Kebijakan kuota impor juga berpotensi menimbulkan kerugian bagi
konsumen. Bagi konsumen, kebijakan kuota impor akan mengurangi surplus
konsumen yaitu perbedaan diantara kepuasan yang diperoleh seseorang didalam
mengkonsumsikan sejumlah barang dengan pembayaran yang harus dibuat untuk
memperoleh barang tersebut. Akibatnya, tingkat kepuasan konsumen akan
tertekan dan mengurangi kesejahteraan sosial. Jika kuota impor dibatasi dengan
volume jauh di bawah defisit antara penawaran dan permintaan produk pangan
yang dihasilkan dalam negeri, maka harga komoditas pangan akan meningkat.
Peningkatan harga bisa menjadi tidak wajar dan kondisi ini membuat konsumen
dirugikan.
Ketidak beresan dalam impor daging telah menyebabkan peternak sapi
lokal tidak terlindungi. Rakyat peternak menderita karena kebijakan pemerintah.
Kita melihat di Tanjungpriok (Jakarta), bukan sekarang saja, tapi berpuluh tahun,
selalu ada daging ilegal.
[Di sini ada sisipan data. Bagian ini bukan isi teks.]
use blake2b_simd::{Params, PERSONALBYTES};
use cas_types::{Key, KEY_SIZE};

/// Fixed prefix of every personalization string.
const PERSONAL_PREFIX: &[u8] = b"cas:";

/// Longest type tag that fits next to the prefix in BLAKE2b's 16-byte
/// personalization block.
pub const MAX_TYPE_LEN: usize = PERSONALBYTES - PERSONAL_PREFIX.len();

/// Written over the leading bytes of a digest that would otherwise fall into
/// the reserved key range.
const COLLISION_MARKER: &[u8; 8] = b"cas-blob";

/// Type- and level-separated BLAKE2b chunk hasher.
///
/// Each hasher carries a chunk type tag (e.g. `"blob"`, `"dir"`) that is
/// folded into the BLAKE2b personalization as `"cas:" + type`. Tags longer
/// than [`MAX_TYPE_LEN`] bytes do not fit and are refused, never cut short.
/// The chunk's tree level is passed as the BLAKE2b `node_depth` parameter. A leaf and a pointer chunk with identical
/// bytes, or two chunks of different types, therefore hash differently.
///
/// Zero-length content always hashes to [`Key::Empty`], whatever the type
/// and level.
#[derive(Clone, Copy, Debug)]
pub struct ChunkHasher<'a> {
    chunk_type: &'a str,
}

impl<'a> ChunkHasher<'a> {
    /// Create a hasher for chunks of the given type.
    ///
    /// # Panics
    ///
    /// Panics if `chunk_type` is longer than [`MAX_TYPE_LEN`] bytes. Use
    /// [`ChunkHasher::try_new`] for tags that have not been validated.
    pub const fn new(chunk_type: &'a str) -> Self {
        assert!(
            chunk_type.len() <= MAX_TYPE_LEN,
            "chunk type tag does not fit the personalization block"
        );
        Self { chunk_type }
    }

    /// Create a hasher, or `None` if the tag is longer than [`MAX_TYPE_LEN`].
    pub const fn try_new(chunk_type: &'a str) -> Option<Self> {
        if chunk_type.len() > MAX_TYPE_LEN {
            return None;
        }
        Some(Self { chunk_type })
    }

    /// Hash chunk bytes at the given tree level.
    pub fn hash(&self, data: &[u8], level: u8) -> Key {
        if data.is_empty() {
            return Key::Empty;
        }
        let digest = self.params(level).hash(data);
        let mut raw = [0u8; KEY_SIZE];
        raw.copy_from_slice(digest.as_bytes());
        finalize(raw)
    }

    /// Verify that data at `level` produces the expected key.
    pub fn verify(&self, data: &[u8], level: u8, expected: &Key) -> bool {
        self.hash(data, level) == *expected
    }

    /// The chunk type tag used by this hasher.
    pub fn chunk_type(&self) -> &str {
        self.chunk_type
    }

    fn params(&self, level: u8) -> Params {
        let mut personal = [0u8; PERSONALBYTES];
        let prefix = PERSONAL_PREFIX.len();
        let tag = self.chunk_type.as_bytes();
        personal[..prefix].copy_from_slice(PERSONAL_PREFIX);
        personal[prefix..prefix + tag.len()].copy_from_slice(tag);

        let mut params = Params::new();
        params
            .hash_length(KEY_SIZE)
            .personal(&personal)
            .node_depth(level);
        params
    }
}

/// Turn a raw digest into a key, steering it out of the reserved range.
///
/// # Panics
///
/// Panics if the marker itself decodes into the reserved range. That can only
/// follow from a bad `COLLISION_MARKER` constant, never from input data.
fn finalize(mut raw: [u8; KEY_SIZE]) -> Key {
    let key = Key::from_bytes(&raw).unwrap_or(Key::Invalid);
    if key.is_content() {
        return key;
    }
    raw[..COLLISION_MARKER.len()].copy_from_slice(COLLISION_MARKER);
    match Key::from_bytes(&raw) {
        Ok(key) if key.is_content() => key,
        _ => panic!("collision marker lands in the reserved key range"),
    }
}

#[cfg(test)]
mod tests {
    use super::*;
    use proptest::prelude::*;

    const BLOB: ChunkHasher<'static> = ChunkHasher::new("blob");

    #[test]
    fn empty_content_is_empty_key() {
        assert_eq!(BLOB.hash(b"", 0), Key::Empty);
        assert_eq!(BLOB.hash(b"", 7), Key::Empty);
        assert_eq!(ChunkHasher::new("dir").hash(b"", 0), Key::Empty);
    }

    #[test]
    fn hash_is_deterministic() {
        assert_eq!(BLOB.hash(b"hello world", 0), BLOB.hash(b"hello world", 0));
    }

    #[test]
    fn known_digests() {
        // BLAKE2b-512, personal = "cas:blob", node_depth = level.
        assert_eq!(
            BLOB.hash(b"hello", 0).to_hex(),
            "3ad5d725e60c491bde6ab4ecc554b4940999ad9f35482c9051a4b26f956f5150\
             c17051487b4b0e0db74384d8f584551f24c7569fc91799e07bde38c0d14415cd"
        );
        assert_eq!(
            BLOB.hash(b"hello", 1).to_hex(),
            "9a7ef9a16335e1dbd768a4d31f08cd4a92994e626f39ef2a9a251972fdcb5651\
             505711f8732ff33056820469438d10bfd905d821305b5e2a1fb4d8b6b708b140"
        );
        assert_eq!(
            ChunkHasher::new("other").hash(b"hello", 0).to_hex(),
            "e4cca79022e03528aa6809a823321155bc1bdf566897b13edec3ef4bf5fb59b0\
             b5bf0320e57276845def1ef7742fab4b6e6127d05a373f9bf0cebb8be3d7399a"
        );
    }

    #[test]
    fn level_separates_hashes() {
        assert_ne!(BLOB.hash(b"same", 0), BLOB.hash(b"same", 1));
    }

    #[test]
    fn type_separates_hashes() {
        let dir = ChunkHasher::new("dir");
        assert_ne!(BLOB.hash(b"same", 0), dir.hash(b"same", 0));
    }

    #[test]
    fn longest_tags_still_separate() {
        let pdf = ChunkHasher::new("app/pdf-0001");
        let zip = ChunkHasher::new("app/pdf-0002");
        assert_eq!(pdf.chunk_type().len(), MAX_TYPE_LEN);
        assert_ne!(pdf.hash(b"same", 0), zip.hash(b"same", 0));
    }

    #[test]
    fn overlong_tags_are_refused() {
        assert!(ChunkHasher::try_new("application/pdf").is_none());
        assert!(ChunkHasher::try_new("application/").is_some());
        assert_eq!(MAX_TYPE_LEN, 12);
    }

    #[test]
    #[should_panic(expected = "does not fit")]
    fn overlong_tag_panics_in_new() {
        ChunkHasher::new("application/zip");
    }

    #[test]
    fn verify_roundtrip() {
        let key = BLOB.hash(b"data", 2);
        assert!(BLOB.verify(b"data", 2, &key));
        assert!(!BLOB.verify(b"data", 1, &key));
        assert!(!BLOB.verify(b"tampered", 2, &key));
    }

    #[test]
    fn reserved_digest_gets_marker() {
        let key = finalize([0u8; KEY_SIZE]);
        assert!(key.is_content());
        assert_eq!(&key.to_bytes()[..8], b"cas-blob");

        let mut raw = [0u8; KEY_SIZE];
        raw[KEY_SIZE - 1] = 0x42;
        let key = finalize(raw);
        assert_eq!(&key.to_bytes()[..8], b"cas-blob");
        assert_eq!(key.to_bytes()[KEY_SIZE - 1], 0x42);
    }

    #[test]
    fn ordinary_digest_is_untouched() {
        let raw = [0x33u8; KEY_SIZE];
        assert_eq!(finalize(raw).to_bytes(), raw);
    }

    #[test]
    fn chunk_type_accessor() {
        assert_eq!(BLOB.chunk_type(), "blob");
        assert_eq!(hex::encode(PERSONAL_PREFIX), "6361733a");
    }

    proptest! {
        #[test]
        fn nonempty_content_never_hashes_to_sentinel(
            data in proptest::collection::vec(any::<u8>(), 1..256),
            level in 0u8..8,
        ) {
            prop_assert!(BLOB.hash(&data, level).is_content());
        }
    }
}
Jangan sampai daging ilegal bisa masuk di indonesia.
PEMENUHAN KEBUTUHAN DAGING MASYARAKAT
Kebutuhan akan daging biasanya meningkat pada Bulan Ramadhan,
apalagi menjelang dan saat Idul Fitri. Guna mengupayakan pemenuhan kebutuhan
daging bagi masyarakat, pemerintah melakukan berbagai upaya, upaya untuk
membuat harga daging bisa dijangkau oleh masyarakat, artinya tidak terlalu
mahal, dan upaya untuk memenuhi ketersediaan daging tersebut. Di pasar ternak
ini, sebagian besar ternak yang diperjual belikan adalah sapi dan sebagian kecil
lagi kerbau.
Dalam peninjauan tersrbut, Suswono berbincang-bincang langsung dengan
para pedagang dan pembeli sapi dan kerbau di pasar ternak tersebut. Rencana
pemerintah untuk mewujudkan swasembada daging di tahun 2010 terlihat sebagai
sebuah perencanaan yang mungkin sulit dicapai. Hal ini terlihat dari masih
besarnya tingkat impor daging sekarang ini yang dilakukan pemerintah dan belum
siapnya masyarakat kita yang berkonsentrasi dalam peternakan.
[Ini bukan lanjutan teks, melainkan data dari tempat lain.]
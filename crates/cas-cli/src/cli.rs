use std::path::PathBuf;

use cas_blob::{DEFAULT_CHUNK_SIZE, DEFAULT_FANOUT};
use clap::{Args, Parser, Subcommand};

#[derive(Parser)]
#[command(
    name = "casblob",
    about = "Store, read and patch content-addressed blobs",
    version,
)]
pub struct Cli {
    #[command(subcommand)]
    pub command: Command,

    #[arg(short, long, global = true)]
    pub verbose: bool,

    /// Directory holding the chunk store
    #[arg(long, global = true, default_value = "chunks")]
    pub store: PathBuf,

    /// fsync every chunk before it becomes visible
    #[arg(long, global = true)]
    pub sync: bool,

    #[arg(long, global = true, default_value = "text")]
    pub format: OutputFormat,
}

#[derive(Clone, Copy, Debug, clap::ValueEnum)]
pub enum OutputFormat {
    Text,
    Json,
}

#[derive(Subcommand)]
pub enum Command {
    /// Store a file as a new blob and print its manifest
    Put(PutArgs),
    /// Write a blob's content to stdout
    Cat(CatArgs),
    /// Overwrite part of a blob with a file's content
    Write(WriteArgs),
    /// Show a blob's shape
    Stat(StatArgs),
}

#[derive(Args)]
pub struct PutArgs {
    pub file: PathBuf,
    /// Type tag of the blob, at most 12 bytes
    #[arg(long = "type", default_value = "blob")]
    pub chunk_type: String,
    #[arg(long, default_value_t = DEFAULT_CHUNK_SIZE)]
    pub chunk_size: u32,
    #[arg(long, default_value_t = DEFAULT_FANOUT)]
    pub fanout: u32,
    /// Write the manifest here instead of stdout
    #[arg(short, long)]
    pub output: Option<PathBuf>,
}

#[derive(Args)]
pub struct CatArgs {
    /// Manifest JSON file
    pub manifest: PathBuf,
}

#[derive(Args)]
pub struct WriteArgs {
    /// Manifest JSON file
    pub manifest: PathBuf,
    pub file: PathBuf,
    #[arg(long, default_value_t = 0)]
    pub offset: u64,
    /// Write the new manifest here instead of stdout
    #[arg(short, long)]
    pub output: Option<PathBuf>,
}

#[derive(Args)]
pub struct StatArgs {
    /// Manifest JSON file
    pub manifest: PathBuf,
}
Namun, meningkatnya pertumbuhan peternakan-peternakan feedlot
dewasa ini memberi secercah harapan untuk terpenuhinya rencana swasembada
daging 2010 tersebut. Usaha feedlot yang tumbuh sebagai sebuah peternakan
rakyat adalah merupakan jalan yang sangat tepat, karena apabila konsep
peternakan digagas dan dibangun dari pondasi di lingkup masyarakat maka secara
tidak langsung akan ikut memperkokoh peternakan-peternakan besar dan ekonomi
Indonesia secara umum.
DEVISA NEGARA
Pemerintah bisa dibilang gagal sebenarnya secara ekonomi. Pertumbuhan
ekonomi selama ini yang diagung-agungkan hanyalah bentuk kamuflase
makroekonomi yang lebih bersifat autopilot mengingat perekonomian kita yang
besar ditunjang oleh sumberdaya manusia dan alam yang besar yang terlalu sulit
untuk “jatuh” di saat kita tidak sedang terbang. Namun menilik lebih dalam ke
arah mikro, sebenarnya banyak bolongnya, salah satunya defisit neraca
perdagangan tadi.
Belakangan ini, kurs Rupiah kita anjlok terus. Banyak penyebabnya.
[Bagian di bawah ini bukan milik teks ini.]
use serde::{Deserialize, Serialize};

use cas_crypto::MAX_TYPE_LEN;
use cas_types::Key;

use crate::error::ConfigError;

/// Default leaf chunk size: 4 MiB.
pub const DEFAULT_CHUNK_SIZE: u32 = 4 * 1024 * 1024;
/// Default number of child slots per pointer chunk.
pub const DEFAULT_FANOUT: u32 = 64;
/// Smallest accepted leaf chunk size.
pub const MIN_CHUNK_SIZE: u32 = 4096;
/// Smallest accepted fanout.
pub const MIN_FANOUT: u32 = 2;

/// Shape parameters of a blob's hash tree. Fixed for the blob's lifetime.
#[derive(Clone, Copy, Debug, PartialEq, Eq, Serialize, Deserialize)]
#[serde(rename_all = "camelCase")]
pub struct Tuning {
    /// Bytes per leaf chunk.
    pub chunk_size: u32,
    /// Child slots per pointer chunk.
    pub fanout: u32,
}

impl Default for Tuning {
    fn default() -> Self {
        Self {
            chunk_size: DEFAULT_CHUNK_SIZE,
            fanout: DEFAULT_FANOUT,
        }
    }
}

impl Tuning {
    pub fn new(chunk_size: u32, fanout: u32) -> Self {
        Self { chunk_size, fanout }
    }

    /// Check the tuning against the supported minimums.
    pub fn validate(&self) -> Result<(), ConfigError> {
        if self.chunk_size < MIN_CHUNK_SIZE {
            return Err(ConfigError::ChunkSizeTooSmall {
                actual: self.chunk_size,
                min: MIN_CHUNK_SIZE,
            });
        }
        if self.fanout < MIN_FANOUT {
            return Err(ConfigError::FanoutTooSmall {
                actual: self.fanout,
                min: MIN_FANOUT,
            });
        }
        Ok(())
    }
}

/// The persisted description of a blob.
///
/// Higher layers store manifests and hand them back to [`Blob::open`]. The
/// root key is serialized as hex.
///
/// [`Blob::open`]: crate::Blob::open
#[derive(Clone, Debug, PartialEq, Eq, Serialize, Deserialize)]
#[serde(rename_all = "camelCase")]
pub struct Manifest {
    /// Type tag folded into every chunk hash of this blob.
    #[serde(rename = "type")]
    pub chunk_type: String,
    /// Key of the top chunk of the tree.
    pub root: Key,
    /// Logical length in bytes.
    pub size: u64,
    /// Bytes per leaf chunk.
    pub chunk_size: u32,
    /// Child slots per pointer chunk.
    pub fanout: u32,
}

impl Manifest {
    /// An empty blob of the given type with default tuning.
    pub fn new(chunk_type: impl Into<String>) -> Self {
        Self::with_tuning(chunk_type, Tuning::default())
    }

    /// An empty blob of the given type and tuning.
    pub fn with_tuning(chunk_type: impl Into<String>, tuning: Tuning) -> Self {
        Self {
            chunk_type: chunk_type.into(),
            root: Key::Empty,
            size: 0,
            chunk_size: tuning.chunk_size,
            fanout: tuning.fanout,
        }
    }

    pub fn tuning(&self) -> Tuning {
        Tuning::new(self.chunk_size, self.fanout)
    }

    /// Check that the manifest can back a blob.
    pub fn validate(&self) -> Result<(), ConfigError> {
        if self.chunk_type.is_empty() {
            return Err(ConfigError::MissingType);
        }
        if self.chunk_type.len() > MAX_TYPE_LEN {
            return Err(ConfigError::TypeTooLong {
                actual: self.chunk_type.len(),
                max: MAX_TYPE_LEN,
            });
        }
        self.tuning().validate()?;
        if self.root.is_private() || self.root.is_invalid() {
            return Err(ConfigError::UnusableRoot(self.root));
        }
        Ok(())
    }
}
Menurut Pak Dahlan Iskan, 25% untuk membeli BBM, kemudian disubsidi dan
dijual ke masyarakat. Memang susahnya kita memiliki seorang presiden yang
kurang tegas. Sebetulnya kasus Rupiah anjlok dapat dihadapi tidak susah, dengan
cara KUOTA. (Daging sapi, bawang putih yang bergizi bagi penduduk Indonesia
saja bisa dikuota.
Pemerintah harus segera mengkoreksi defisit neraca perdagangan yang ada
untuk stabilitas perekonomian. Tercatat paling tidak ada 3 alasan neraca
perdagangan kita yang negatif.
Kesalahan yang pertama adalah pemerintah tidak mendifersivikasi
komoditas ekspor dan negara tujuan ekspor. Selama ini barang primer menjadi
komoditas utama ekspor Indonesia, namun saat ini harga komoditas tambang,
energi yang menjadi andalan Indonesia cenderung mengalami penurunan.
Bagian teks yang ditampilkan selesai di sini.